▸ **Assignment**
Give each record below again, without a single difference.

──────── Recorded information

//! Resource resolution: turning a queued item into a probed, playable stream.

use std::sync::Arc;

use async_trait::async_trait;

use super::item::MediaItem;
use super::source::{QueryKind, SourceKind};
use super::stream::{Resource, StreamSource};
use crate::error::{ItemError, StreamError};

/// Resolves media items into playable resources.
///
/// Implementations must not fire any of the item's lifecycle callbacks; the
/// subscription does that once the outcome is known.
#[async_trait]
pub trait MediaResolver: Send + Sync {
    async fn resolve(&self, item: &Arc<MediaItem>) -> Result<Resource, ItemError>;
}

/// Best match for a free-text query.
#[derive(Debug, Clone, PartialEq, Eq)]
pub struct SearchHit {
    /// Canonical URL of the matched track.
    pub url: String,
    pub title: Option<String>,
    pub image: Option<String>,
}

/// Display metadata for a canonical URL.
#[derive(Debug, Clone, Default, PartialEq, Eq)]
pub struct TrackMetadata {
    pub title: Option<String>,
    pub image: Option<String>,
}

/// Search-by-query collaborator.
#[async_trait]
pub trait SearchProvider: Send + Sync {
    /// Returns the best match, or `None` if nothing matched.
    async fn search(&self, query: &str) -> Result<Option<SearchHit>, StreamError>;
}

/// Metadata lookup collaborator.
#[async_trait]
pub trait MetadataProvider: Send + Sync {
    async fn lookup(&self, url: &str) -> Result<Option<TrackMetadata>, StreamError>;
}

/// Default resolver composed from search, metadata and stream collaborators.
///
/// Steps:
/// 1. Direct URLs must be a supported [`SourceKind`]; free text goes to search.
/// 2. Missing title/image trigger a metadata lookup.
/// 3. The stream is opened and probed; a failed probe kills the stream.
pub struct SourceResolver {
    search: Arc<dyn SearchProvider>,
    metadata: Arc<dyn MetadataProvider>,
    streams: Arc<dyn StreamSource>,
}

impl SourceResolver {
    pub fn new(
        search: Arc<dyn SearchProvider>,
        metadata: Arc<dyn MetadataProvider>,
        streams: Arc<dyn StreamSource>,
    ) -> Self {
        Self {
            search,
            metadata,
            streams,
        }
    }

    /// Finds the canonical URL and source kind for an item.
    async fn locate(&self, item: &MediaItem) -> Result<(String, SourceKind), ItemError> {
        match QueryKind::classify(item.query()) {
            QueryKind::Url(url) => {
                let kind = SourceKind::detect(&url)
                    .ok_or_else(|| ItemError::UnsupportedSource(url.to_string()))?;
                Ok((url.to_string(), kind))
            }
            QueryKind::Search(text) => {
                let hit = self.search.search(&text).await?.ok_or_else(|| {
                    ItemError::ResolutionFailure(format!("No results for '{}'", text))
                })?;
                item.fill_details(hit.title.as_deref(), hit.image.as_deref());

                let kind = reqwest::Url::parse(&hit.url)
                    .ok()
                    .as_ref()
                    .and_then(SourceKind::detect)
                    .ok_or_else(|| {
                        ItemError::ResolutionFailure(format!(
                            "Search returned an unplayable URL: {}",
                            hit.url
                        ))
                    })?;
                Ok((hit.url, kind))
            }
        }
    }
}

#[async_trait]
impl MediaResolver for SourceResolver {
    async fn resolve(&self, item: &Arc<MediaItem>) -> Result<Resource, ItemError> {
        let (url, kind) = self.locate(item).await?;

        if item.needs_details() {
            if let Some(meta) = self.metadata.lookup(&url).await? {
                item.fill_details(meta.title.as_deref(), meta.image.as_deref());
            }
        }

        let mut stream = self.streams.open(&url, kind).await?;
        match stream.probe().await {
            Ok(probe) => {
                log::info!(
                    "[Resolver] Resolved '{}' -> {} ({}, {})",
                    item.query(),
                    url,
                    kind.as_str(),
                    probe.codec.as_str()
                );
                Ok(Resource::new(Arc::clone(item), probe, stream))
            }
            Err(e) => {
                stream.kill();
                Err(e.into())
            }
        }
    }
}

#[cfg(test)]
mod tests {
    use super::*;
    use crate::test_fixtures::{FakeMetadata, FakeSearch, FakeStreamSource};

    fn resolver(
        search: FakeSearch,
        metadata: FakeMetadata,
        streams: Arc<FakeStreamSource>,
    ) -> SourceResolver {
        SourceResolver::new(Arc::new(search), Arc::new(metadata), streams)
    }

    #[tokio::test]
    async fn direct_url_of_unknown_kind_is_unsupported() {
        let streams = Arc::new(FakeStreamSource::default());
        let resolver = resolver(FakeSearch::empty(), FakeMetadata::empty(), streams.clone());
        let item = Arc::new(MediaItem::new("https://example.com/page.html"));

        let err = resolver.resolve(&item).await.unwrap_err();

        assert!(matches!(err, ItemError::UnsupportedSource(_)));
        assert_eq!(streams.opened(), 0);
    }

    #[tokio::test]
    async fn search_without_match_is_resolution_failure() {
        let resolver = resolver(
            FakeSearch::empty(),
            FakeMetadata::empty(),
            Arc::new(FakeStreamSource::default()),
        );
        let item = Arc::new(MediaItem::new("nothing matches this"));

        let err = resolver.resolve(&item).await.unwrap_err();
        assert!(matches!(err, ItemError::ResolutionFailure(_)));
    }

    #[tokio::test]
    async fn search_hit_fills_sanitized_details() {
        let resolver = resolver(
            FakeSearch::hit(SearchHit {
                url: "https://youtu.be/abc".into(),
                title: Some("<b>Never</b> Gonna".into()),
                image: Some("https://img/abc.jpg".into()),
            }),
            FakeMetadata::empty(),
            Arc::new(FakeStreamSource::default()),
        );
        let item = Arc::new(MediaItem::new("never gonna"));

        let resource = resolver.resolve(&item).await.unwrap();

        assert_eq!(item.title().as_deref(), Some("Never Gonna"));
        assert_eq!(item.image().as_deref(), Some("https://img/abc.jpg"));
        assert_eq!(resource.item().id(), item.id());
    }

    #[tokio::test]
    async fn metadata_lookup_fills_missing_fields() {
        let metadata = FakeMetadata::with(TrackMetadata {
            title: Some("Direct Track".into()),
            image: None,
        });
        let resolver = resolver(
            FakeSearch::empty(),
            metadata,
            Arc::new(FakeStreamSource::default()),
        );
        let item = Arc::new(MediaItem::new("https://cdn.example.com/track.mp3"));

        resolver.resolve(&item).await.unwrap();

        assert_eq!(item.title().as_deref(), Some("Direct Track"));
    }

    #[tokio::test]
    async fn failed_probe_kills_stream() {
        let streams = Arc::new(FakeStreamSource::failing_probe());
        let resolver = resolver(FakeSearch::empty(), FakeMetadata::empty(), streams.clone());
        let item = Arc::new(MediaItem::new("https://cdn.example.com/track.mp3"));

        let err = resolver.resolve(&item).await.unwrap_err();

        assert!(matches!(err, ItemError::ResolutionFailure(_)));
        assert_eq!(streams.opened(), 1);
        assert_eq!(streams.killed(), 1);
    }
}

────────────────

▸ **Expected answer**
//! Resource resolution: turning a queued item into a probed, playable stream.

use std::sync::Arc;

use async_trait::async_trait;

use super::item::MediaItem;
use super::source::{QueryKind, SourceKind};
use super::stream::{Resource, StreamSource};
use crate::error::{ItemError, StreamError};

/// Resolves media items into playable resources.
///
/// Implementations must not fire any of the item's lifecycle callbacks; the
/// subscription does that once the outcome is known.
#[async_trait]
pub trait MediaResolver: Send + Sync {
    async fn resolve(&self, item: &Arc<MediaItem>) -> Result<Resource, ItemError>;
}

/// Best match for a free-text query.
#[derive(Debug, Clone, PartialEq, Eq)]
pub struct SearchHit {
    /// Canonical URL of the matched track.
    pub url: String,
    pub title: Option<String>,
    pub image: Option<String>,
}

/// Display metadata for a canonical URL.
#[derive(Debug, Clone, Default, PartialEq, Eq)]
pub struct TrackMetadata {
    pub title: Option<String>,
    pub image: Option<String>,
}

/// Search-by-query collaborator.
#[async_trait]
pub trait SearchProvider: Send + Sync {
    /// Returns the best match, or `None` if nothing matched.
    async fn search(&self, query: &str) -> Result<Option<SearchHit>, StreamError>;
}

/// Metadata lookup collaborator.
#[async_trait]
pub trait MetadataProvider: Send + Sync {
    async fn lookup(&self, url: &str) -> Result<Option<TrackMetadata>, StreamError>;
}

/// Default resolver composed from search, metadata and stream collaborators.
///
/// Steps:
/// 1. Direct URLs must be a supported [`SourceKind`]; free text goes to search.
/// 2. Missing title/image trigger a metadata lookup.
/// 3. The stream is opened and probed; a failed probe kills the stream.
pub struct SourceResolver {
    search: Arc<dyn SearchProvider>,
    metadata: Arc<dyn MetadataProvider>,
    streams: Arc<dyn StreamSource>,
}

impl SourceResolver {
    pub fn new(
        search: Arc<dyn SearchProvider>,
        metadata: Arc<dyn MetadataProvider>,
        streams: Arc<dyn StreamSource>,
    ) -> Self {
        Self {
            search,
            metadata,
            streams,
        }
    }

    /// Finds the canonical URL and source kind for an item.
    async fn locate(&self, item: &MediaItem) -> Result<(String, SourceKind), ItemError> {
        match QueryKind::classify(item.query()) {
            QueryKind::Url(url) => {
                let kind = SourceKind::detect(&url)
                    .ok_or_else(|| ItemError::UnsupportedSource(url.to_string()))?;
                Ok((url.to_string(), kind))
            }
            QueryKind::Search(text) => {
                let hit = self.search.search(&text).await?.ok_or_else(|| {
                    ItemError::ResolutionFailure(format!("No results for '{}'", text))
                })?;
                item.fill_details(hit.title.as_deref(), hit.image.as_deref());

                let kind = reqwest::Url::parse(&hit.url)
                    .ok()
                    .as_ref()
                    .and_then(SourceKind::detect)
                    .ok_or_else(|| {
                        ItemError::ResolutionFailure(format!(
                            "Search returned an unplayable URL: {}",
                            hit.url
                        ))
                    })?;
                Ok((hit.url, kind))
            }
        }
    }
}

#[async_trait]
impl MediaResolver for SourceResolver {
    async fn resolve(&self, item: &Arc<MediaItem>) -> Result<Resource, ItemError> {
        let (url, kind) = self.locate(item).await?;

        if item.needs_details() {
            if let Some(meta) = self.metadata.lookup(&url).await? {
                item.fill_details(meta.title.as_deref(), meta.image.as_deref());
            }
        }

        let mut stream = self.streams.open(&url, kind).await?;
        match stream.probe().await {
            Ok(probe) => {
                log::info!(
                    "[Resolver] Resolved '{}' -> {} ({}, {})",
                    item.query(),
                    url,
                    kind.as_str(),
                    probe.codec.as_str()
                );
                Ok(Resource::new(Arc::clone(item), probe, stream))
            }
            Err(e) => {
                stream.kill();
                Err(e.into())
            }
        }
    }
}

#[cfg(test)]
mod tests {
    use super::*;
    use crate::test_fixtures::{FakeMetadata, FakeSearch, FakeStreamSource};

    fn resolver(
        search: FakeSearch,
        metadata: FakeMetadata,
        streams: Arc<FakeStreamSource>,
    ) -> SourceResolver {
        SourceResolver::new(Arc::new(search), Arc::new(metadata), streams)
    }

    #[tokio::test]
    async fn direct_url_of_unknown_kind_is_unsupported() {
        let streams = Arc::new(FakeStreamSource::default());
        let resolver = resolver(FakeSearch::empty(), FakeMetadata::empty(), streams.clone());
        let item = Arc::new(MediaItem::new("https://example.com/page.html"));

        let err = resolver.resolve(&item).await.unwrap_err();

        assert!(matches!(err, ItemError::UnsupportedSource(_)));
        assert_eq!(streams.opened(), 0);
    }

    #[tokio::test]
    async fn search_without_match_is_resolution_failure() {
        let resolver = resolver(
            FakeSearch::empty(),
            FakeMetadata::empty(),
            Arc::new(FakeStreamSource::default()),
        );
        let item = Arc::new(MediaItem::new("nothing matches this"));

        let err = resolver.resolve(&item).await.unwrap_err();
        assert!(matches!(err, ItemError::ResolutionFailure(_)));
    }

    #[tokio::test]
    async fn search_hit_fills_sanitized_details() {
        let resolver = resolver(
            FakeSearch::hit(SearchHit {
                url: "https://youtu.be/abc".into(),
                title: Some("<b>Never</b> Gonna".into()),
                image: Some("https://img/abc.jpg".into()),
            }),
            FakeMetadata::empty(),
            Arc::new(FakeStreamSource::default()),
        );
        let item = Arc::new(MediaItem::new("never gonna"));

        let resource = resolver.resolve(&item).await.unwrap();

        assert_eq!(item.title().as_deref(), Some("Never Gonna"));
        assert_eq!(item.image().as_deref(), Some("https://img/abc.jpg"));
        assert_eq!(resource.item().id(), item.id());
    }

    #[tokio::test]
    async fn metadata_lookup_fills_missing_fields() {
        let metadata = FakeMetadata::with(TrackMetadata {
            title: Some("Direct Track".into()),
            image: None,
        });
        let resolver = resolver(
            FakeSearch::empty(),
            metadata,
            Arc::new(FakeStreamSource::default()),
        );
        let item = Arc::new(MediaItem::new("https://cdn.example.com/track.mp3"));

        resolver.resolve(&item).await.unwrap();

        assert_eq!(item.title().as_deref(), Some("Direct Track"));
    }

    #[tokio::test]
    async fn failed_probe_kills_stream() {
        let streams = Arc::new(FakeStreamSource::failing_probe());
        let resolver = resolver(FakeSearch::empty(), FakeMetadata::empty(), streams.clone());
        let item = Arc::new(MediaItem::new("https://cdn.example.com/track.mp3"));

        let err = resolver.resolve(&item).await.unwrap_err();

        assert!(matches!(err, ItemError::ResolutionFailure(_)));
        assert_eq!(streams.opened(), 1);
        assert_eq!(streams.killed(), 1);
    }
}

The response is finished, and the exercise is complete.